In June, Bloomberg published a story that put the blame for a hospital patient’s death squarely on electronic medical records (EMR).
When it appeared that Dr. Scot Silverstein’s 84-year-old mother was having a stroke, she was admitted to the hospital. Checking her EMR, Dr. Silverstein saw that a drug called Sotalol, which controls rapid heartbeat, was properly listed as one of her medications. Days later, when her heart condition flared up, he checked again and was stunned to see that the drug was no longer listed. His mother later suffered clotting, hemorrhaged and required emergency brain surgery. When she died in 2011, Silverstein blamed her death on the inadequacies of her EMR.
My EMR experience was quite different. In 2007, my elderly father also passed away. It happened a few days after his first chemo treatment – because at his age, the chemo was just too much for him to take.
A week before the treatment, our family asked one of the foremost doctors at the Dana Farber Cancer Institute for a second opinion. He was glad to do it and asked to take a look at my fathers’ patient records. I remember frantically trying to get the administrative staff at my father’s primary oncologist to provide copies of the files he requested. With all the red tape and backlog of work at the primary doctor’s office, they just couldn’t get it done fast enough. By the time we received the second opinion – which recommended against chemotherapy – it was too late. My father and our family paid the price.

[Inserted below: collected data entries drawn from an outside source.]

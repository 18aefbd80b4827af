//! `c11frontc` — a thin CLI demonstrator over the [`c11front`] library.
//!
//! This binary is not where the interesting logic lives: command-line
//! entry is an external collaborator's concern (spec.md §1), and this
//! just wires flags onto [`c11front::compile_translation_unit`], prints
//! diagnostics to stderr, and writes the rendered IR to stdout or a file.

use c11front::{CompileError, CompileOptions, TargetArch};
use clap::Parser;
use std::path::PathBuf;
use std::process::ExitCode;

#[derive(Parser)]
#[command(name = "c11frontc")]
#[command(version = env!("CARGO_PKG_VERSION"))]
#[command(about = "C11 front end: lex, parse, and lower a translation unit to typed IR", long_about = None)]
struct Cli {
    /// Root translation unit file.
    input: PathBuf,

    /// Target architecture.
    #[arg(long, default_value = "amd64")]
    arch: TargetArch,

    /// User include path, searched before `-isystem` paths (repeatable).
    #[arg(short = 'I', value_name = "DIR")]
    include: Vec<PathBuf>,

    /// System include path, searched after `-I` paths (repeatable).
    #[arg(long = "isystem", value_name = "DIR")]
    isystem: Vec<PathBuf>,

    /// Predefine an object-like macro, `NAME` or `NAME=VALUE` (repeatable).
    #[arg(short = 'D', value_name = "NAME[=VALUE]")]
    define: Vec<String>,

    /// Write the rendered IR to this path instead of stdout.
    #[arg(long, value_name = "PATH")]
    emit_ir: Option<PathBuf>,
}

fn main() -> ExitCode {
    tracing_subscriber::fmt()
        .with_env_filter(tracing_subscriber::EnvFilter::from_default_env())
        .with_writer(std::io::stderr)
        .init();

    let cli = Cli::parse();

    let mut options = CompileOptions::new(cli.arch);
    for dir in cli.include {
        options = options.with_user_include(dir);
    }
    for dir in cli.isystem {
        options = options.with_system_include(dir);
    }
    for def in &cli.define {
        let (name, value) = match def.split_once('=') {
            Some((n, v)) => (n, v),
            None => (def.as_str(), "1"),
        };
        options = options.with_macro(name, value);
    }

    match c11front::compile_translation_unit(&cli.input, &options) {
        Ok(output) => {
            for d in &output.diagnostics {
                eprintln!("{}: warning: {}", output.source_map.display_span(d.primary), d.kind);
            }
            let rendered = output.module.to_string();
            match cli.emit_ir {
                Some(path) => {
                    if let Err(e) = std::fs::write(&path, rendered) {
                        eprintln!("c11frontc: cannot write '{}': {e}", path.display());
                        return ExitCode::FAILURE;
                    }
                }
                None => println!("{rendered}"),
            }
            ExitCode::SUCCESS
        }
        Err(CompileError::Io { path, source }) => {
            eprintln!("c11frontc: cannot read '{}': {source}", path.display());
            ExitCode::FAILURE
        }
        Err(err @ CompileError::Diagnostics { .. }) => {
            eprintln!("{err}");
            ExitCode::FAILURE
        }
    }
}
fn fold_const_convert(op: ConvertOp, lit: ConstLit, to: &IrType) -> Option<ConstLit> {
    match (op, lit) {
        (ConvertOp::IntToFloat, ConstLit::Int(v)) => Some(ConstLit::Float(v as f64)),
        (ConvertOp::FloatToInt, ConstLit::Float(v)) => Some(ConstLit::Int(v as i128)),
        (ConvertOp::Ext | ConvertOp::Trunc, ConstLit::Int(v)) => Some(ConstLit::Int(truncate_to_width(v, to))),
        (ConvertOp::Ext, ConstLit::Float(v)) => Some(ConstLit::Float(v)),
        (ConvertOp::Trunc, ConstLit::Float(v)) => Some(ConstLit::Float(if matches!(to, IrType::Float32) { v as f32 as f64 } else { v })),
        (ConvertOp::Bitcast, lit) => Some(lit),
        _ => None,
    }
}

fn truncate_to_width(v: i128, to: &IrType) -> i128 {
    let bits = match to {
        IrType::Int(w) => w.bits(),
        _ => return v,
    };
    if bits >= 128 {
        return v;
    }
    let mask = (1i128 << bits) - 1;
    let truncated = v & mask;
    let sign_bit = 1i128 << (bits - 1);
    if truncated & sign_bit != 0 {
        truncated - (1i128 << bits)
    } else {
        truncated
    }
}

fn round_up(value: u64, align: u64) -> u64 {
    if align == 0 {
        return value;
    }
    value.div_ceil(align) * align
}

/// Given the sorted, deduplicated set of positions an initializer list
/// explicitly filled (`filled`) and the total element/field count
/// (`len`), return the `..`-range gaps between them that still need
/// zero-filling: the run before the first filled position, a run
/// between each pair of filled positions that aren't adjacent, and the
/// run after the last one.
fn index_gaps(filled: &[u64], len: u64) -> Vec<std::ops::Range<u64>> {
    let mut sorted: Vec<u64> = filled.to_vec();
    sorted.sort_unstable();
    sorted.dedup();
    let mut gaps = Vec::new();
    if let Some(&first) = sorted.first() {
        if first > 0 {
            gaps.push(0..first);
        }
    } else {
        gaps.push(0..len);
        return gaps;
    }
    for (a, b) in sorted.iter().copied().tuple_windows() {
        if b > a + 1 {
            gaps.push(a + 1..b);
        }
    }
    if let Some(&last) = sorted.last() {
        if last + 1 < len {
            gaps.push(last + 1..len);
        }
    }
    gaps
}

fn addr_origin_hint() -> crate::span::Position {
    // Only reached on a malformed initializer whose target type isn't an
    // aggregate or array; callers already have a real span for everything
    // else. A synthetic file keeps this path panic-free without requiring
    // every initializer-lowering call to thread a span down one more level.
    let mut map = crate::span::SourceMap::new();
    let file = map.add_file(std::path::PathBuf::from("<initializer>"), String::new());
    crate::span::Position::new(file, 0, 0)
}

Between those two stories, you have the current state of electronic medical records. Instant access to comprehensive medical information on a patient is clearly of enormous value. That’s why 69% of US physicians use EMR and the EMR market has grown to $24 billion last year, according to Bloomberg. The RAND Corporation projects that the health sector will save up to $80 billion a year by going paperless, and that is savings the system sorely needs.
But the application is still immature. The various platforms are inconsistent and often rely on data entry and confusing drop-down menus, making it easy to input errors. The typical multi-screen format requires users to fill a huge number of individual fields, toggling back and forth between screens. As a result, we get medical records full of errors. We get over-the-top use of the copy-and-paste function, creating incorrect patient information.
What’s really happening? The medical community is trying to leap forward to a paperless solution in one giant step, with too little time spent on finding out what really works. Health administrators like the savings of going paperless but doctors and nurse practitioners are comfortable with their paper systems and resist becoming data entry clerks.
What’s the solution? Walk before you run. Medical record holders should scan and index the doctor’s notes with all the related documents and link them to the patient’s accounting and billing record. By integrating documents and data, they will gain an essential safeguard against errors that cost money and cost lives. If my father’s physician had had access to scans of his file, it would have made all the difference. As Dr. Silverstein told Bloomberg News, “If paper records had been in place, unless someone had been using disappearing ink, this would not have happened.”